3. The primary object of all government is to provide for the welfare of its citizens. For that purpose laws are enacted to foster the health, morals and safety of the people. Taxes are levied to carry out such purposes.

4. The declaration of policy by the legislature is not necessarily binding upon the courts, but is entitled to great weight. It is not within the prerogative of courts to interfere with the legislative finding unless it clearly appears to be erroneous and without reasonable foundation.

5. The elimination of slums and the erection of safe and sanitary low rent dwelling units for persons of low income for the purpose of advancing the public welfare and protecting the public safety and morals are public uses and purposes for which public money may be expended and private property acquired.

6. The building of low rent sanitary housing for the use of service men, veterans and their families, when an acute shortage of housing exists, is for a public purpose.

7. Slum clearance and public housing projects for low income families, being public purposes, warranted the granting of the right of eminent domain to the housing authorities under Chapter 23-11 NDRC 1943.

8. The erection of low rent housing under the provisions of Chapter 23-11 NDRC 1943 being for the public good does not deprive the owners of private rental properties in the community of property without due process of law.
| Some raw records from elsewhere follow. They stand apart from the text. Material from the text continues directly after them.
/// Parse `matterMeta`, including the device-type list (each entry hex or
/// decimal, stored as 16-bit).
fn parse_matter_meta(file: &str, root: &Value) -> Result<SbmdMatterMeta> {
    let m = get(file, root, "matterMeta")?;
    let types_val = get(file, m, "deviceTypes")?;
    let types = types_val
        .as_sequence()
        .ok_or_else(|| fail(file, "matterMeta.deviceTypes must be a list"))?;
    let mut device_types = Vec::with_capacity(types.len());
    for t in types {
        let s = value_to_numeric_string(file, "matterMeta.deviceTypes[]", t)?;
        device_types.push(parse_u16_field(file, "matterMeta.deviceTypes[]", &s)?);
    }
    if device_types.is_empty() {
        return Err(fail(file, "matterMeta.deviceTypes must not be empty"));
    }

    let revision = get_u32(file, m, "revision")?;

    let feature_clusters = match m.get("featureClusters") {
        Some(Value::Sequence(seq)) => {
            let mut out = Vec::with_capacity(seq.len());
            for c in seq {
                let s = value_to_numeric_string(file, "matterMeta.featureClusters[]", c)?;
                out.push(parse_hex_or_decimal(
                    file,
                    "matterMeta.featureClusters[]",
                    &s,
                )?);
            }
            out
        }
        Some(_) => return Err(fail(file, "matterMeta.featureClusters must be a list")),
        None => Vec::new(),
    };

    Ok(SbmdMatterMeta {
        device_types,
        revision,
        feature_clusters,
    })
}

fn parse_reporting(file: &str, root: &Value) -> Result<SbmdReporting> {
    let m = get(file, root, "reporting")?;
    Ok(SbmdReporting {
        min_secs: get_u16(file, m, "minSecs")?,
        max_secs: get_u16(file, m, "maxSecs")?,
    })
}

fn parse_argument(file: &str, v: &Value) -> Result<SbmdArgument> {
    Ok(SbmdArgument {
        name: get_str(file, v, "name")?,
        argument_type: get_str(file, v, "type")?,
    })
}

fn parse_attribute(file: &str, v: &Value) -> Result<SbmdAttribute> {
    Ok(SbmdAttribute {
        cluster_id: get_u32(file, v, "clusterId")?,
        attribute_id: get_u32(file, v, "attributeId")?,
        name: get_str(file, v, "name")?,
        attribute_type: get_str(file, v, "type")?,
        feature_map: get_opt_u32(file, v, "featureMap")?,
    })
}

fn parse_command(file: &str, v: &Value) -> Result<SbmdCommand> {
    let timed_invoke_timeout_ms = get_opt_u16(file, v, "timedInvokeTimeoutMs")?;

    let args = match v.get("args") {
        Some(Value::Sequence(seq)) => seq
            .iter()
            .map(|a| parse_argument(file, a))
            .collect::<Result<Vec<_>>>()?,
        Some(_) => return Err(fail(file, "command.args must be a list")),
        None => Vec::new(),
    };

    Ok(SbmdCommand {
        cluster_id: get_u32(file, v, "clusterId")?,
        command_id: get_u32(file, v, "commandId")?,
        name: get_str(file, v, "name")?,
        timed_invoke_timeout_ms,
        args,
    })
}

/// Parse one mapper leaf (`read`/`write`/`execute`), enforcing the
/// exactly-one-carrier rule from §3's table and the non-empty-script
/// invariant.
fn parse_mapper_leaf(
    file: &str,
    leaf_name: &str,
    allow_commands_list: bool,
    allow_single_command: bool,
    allow_attribute: bool,
    v: &Value,
) -> Result<SbmdMapperLeaf> {
    let has_attribute = v.get("attribute").is_some();
    let has_command = v.get("command").is_some();
    let has_commands = v.get("commands").is_some();

    let carrier_count = [has_attribute, has_command, has_commands]
        .iter()
        .filter(|b| **b)
        .count();
    if carrier_count != 1 {
        return Err(fail(
            file,
            format!("{leaf_name}: exactly one of attribute/command/commands is required"),
        ));
    }

    let carrier = if has_attribute {
        if !allow_attribute {
            return Err(fail(file, format!("{leaf_name}: attribute carrier not allowed here")));
        }
        MapperCarrier::Attribute(parse_attribute(file, get(file, v, "attribute")?)?)
    } else if has_command {
        if !allow_single_command {
            return Err(fail(file, format!("{leaf_name}: command carrier not allowed here")));
        }
        MapperCarrier::Command(parse_command(file, get(file, v, "command")?)?)
    } else {
        if !allow_commands_list {
            return Err(fail(
                file,
                format!("{leaf_name}: commands carrier not allowed here"),
            ));
        }
        let seq = get(file, v, "commands")?
            .as_sequence()
            .ok_or_else(|| fail(file, format!("{leaf_name}.commands must be a list")))?;
        if seq.is_empty() {
            return Err(fail(file, format!("{leaf_name}.commands must not be empty")));
        }
        let commands = seq
            .iter()
            .map(|c| parse_command(file, c))
            .collect::<Result<Vec<_>>>()?;
        MapperCarrier::Commands(commands)
    };

    let script = get_str(file, v, "script")?;
    if script.trim().is_empty() {
        return Err(fail(file, format!("{leaf_name}: script must not be empty")));
    }
    let script_response = get_opt_str(v, "scriptResponse");

    Ok(SbmdMapperLeaf {
        carrier,
        script,
        script_response,
    })
}

fn parse_mapper(file: &str, v: &Value) -> Result<SbmdMapper> {
    let read = v
        .get("read")
        .map(|leaf| parse_mapper_leaf(file, "mapper.read", false, false, true, leaf))
        .transpose()?;

    let write = v
        .get("write")
        .map(|leaf| parse_mapper_leaf(file, "mapper.write", true, true, true, leaf))
        .transpose()?;

    let execute = v
        .get("execute")
        .map(|leaf| parse_mapper_leaf(file, "mapper.execute", false, true, false, leaf))
        .transpose()?;

    Ok(SbmdMapper {
        read,
        write,
        execute,
    })
}

fn parse_modes(file: &str, v: &Value) -> Result<Vec<ResourceMode>> {
    let Some(seq) = v.get("modes").and_then(Value::as_sequence) else {
        return Ok(Vec::new());
    };
    let mut modes = Vec::with_capacity(seq.len());
    for m in seq {
        let s = m
            .as_str()
            .ok_or_else(|| fail(file, "modes[] must be strings"))?;
        match ResourceMode::parse(s) {
            Some(mode) => modes.push(mode),
            None => log::warn!("{file}: unknown resource mode '{s}', ignoring"),
        }
    }
    Ok(modes)
}

fn parse_resource(file: &str, v: &Value, resource_endpoint_id: Option<&str>) -> Result<SbmdResource> {
    let id = get_str(file, v, "id")?;
    let resource_type = get_str(file, v, "type")?;
    let modes = parse_modes(file, v)?;
    let mapper = parse_mapper(file, get(file, v, "mapper")?)?;

    // Every populated sub-mapper must carry a non-empty script; parse_mapper_leaf
    // already enforces this per-leaf, this is the aggregate invariant check.
    if mapper.read.is_none() && mapper.write.is_none() && mapper.execute.is_none() {
        return Err(fail(file, format!("resource '{id}': mapper has no sub-mappers")));
    }

    Ok(SbmdResource {
        id,
        resource_type,
        modes,
        mapper,
        resource_endpoint_id: resource_endpoint_id.map(str::to_string),
    })
}

fn parse_resources(
    file: &str,
    v: &Value,
    resource_endpoint_id: Option<&str>,
) -> Result<Vec<SbmdResource>> {
    let Some(seq) = v.as_sequence() else {
        return Err(fail(file, "resources must be a list"));
    };
    let resources = seq
        .iter()
        .map(|r| parse_resource(file, r, resource_endpoint_id))
        .collect::<Result<Vec<_>>>()?;

    let mut seen = std::collections::HashSet::new();
    for r in &resources {
        if !seen.insert(r.id.as_str()) {
            return Err(fail(
                file,
                format!("duplicate resource id '{}' in this scope", r.id),
            ));
        }
    }
    Ok(resources)
}

fn parse_endpoint(file: &str, v: &Value) -> Result<SbmdEndpoint> {
    let id = get_str(file, v, "id")?;
    let profile = get_str(file, v, "profile")?;
    let profile_version = get_u32(file, v, "profileVersion")?;
    let resources = match v.get("resources") {
        Some(r) => parse_resources(file, r, Some(id.as_str()))?,
        None => Vec::new(),
    };

    Ok(SbmdEndpoint {
        id,
        profile,
        profile_version,
        resources,
    })
}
Their injuries, if any, must be subjugated to the public good.

9. The legislature cannot delegate power to make a law but it may delegate to the governing board of a municipality the power and authority of ascertaining the facts upon which the law is to become effective.

10. Chapter 23-11 NDRC 1943 is not class legislation and does not grant special privileges or immunities to persons of low income contrary to Article I, Sec. 20 of the Constitution since the statutory classification is neither arbitrary nor unreasonable.

11. The legislature is not restricted by Article VI, Sec. 130 of the Constitution, which provides for the organization of municipal corporations by general law, from creating a public agency to be known as the State Housing Authority for carrying out public functions in connection with low rent housing.

12. The property of the housing authorities under Chapter 23-11 NDRC 1943, being public property, is not subject to taxation and the act creating such tax free authorities and providing for payments in lieu of taxes is not subject to the tax provisions of Article XI, Sec. 178; Article II, Sec. 69; and Article XI, Sec. 176 of the Constitution of North Dakota.

13. Since the special provisions of Chapter 23-11 NDRC 1943 provide that the bonds and liabilities of the housing authorities shall be paid solely out of the income and property of the housing authorities, they do not become the liabilities of the local municipality in any way.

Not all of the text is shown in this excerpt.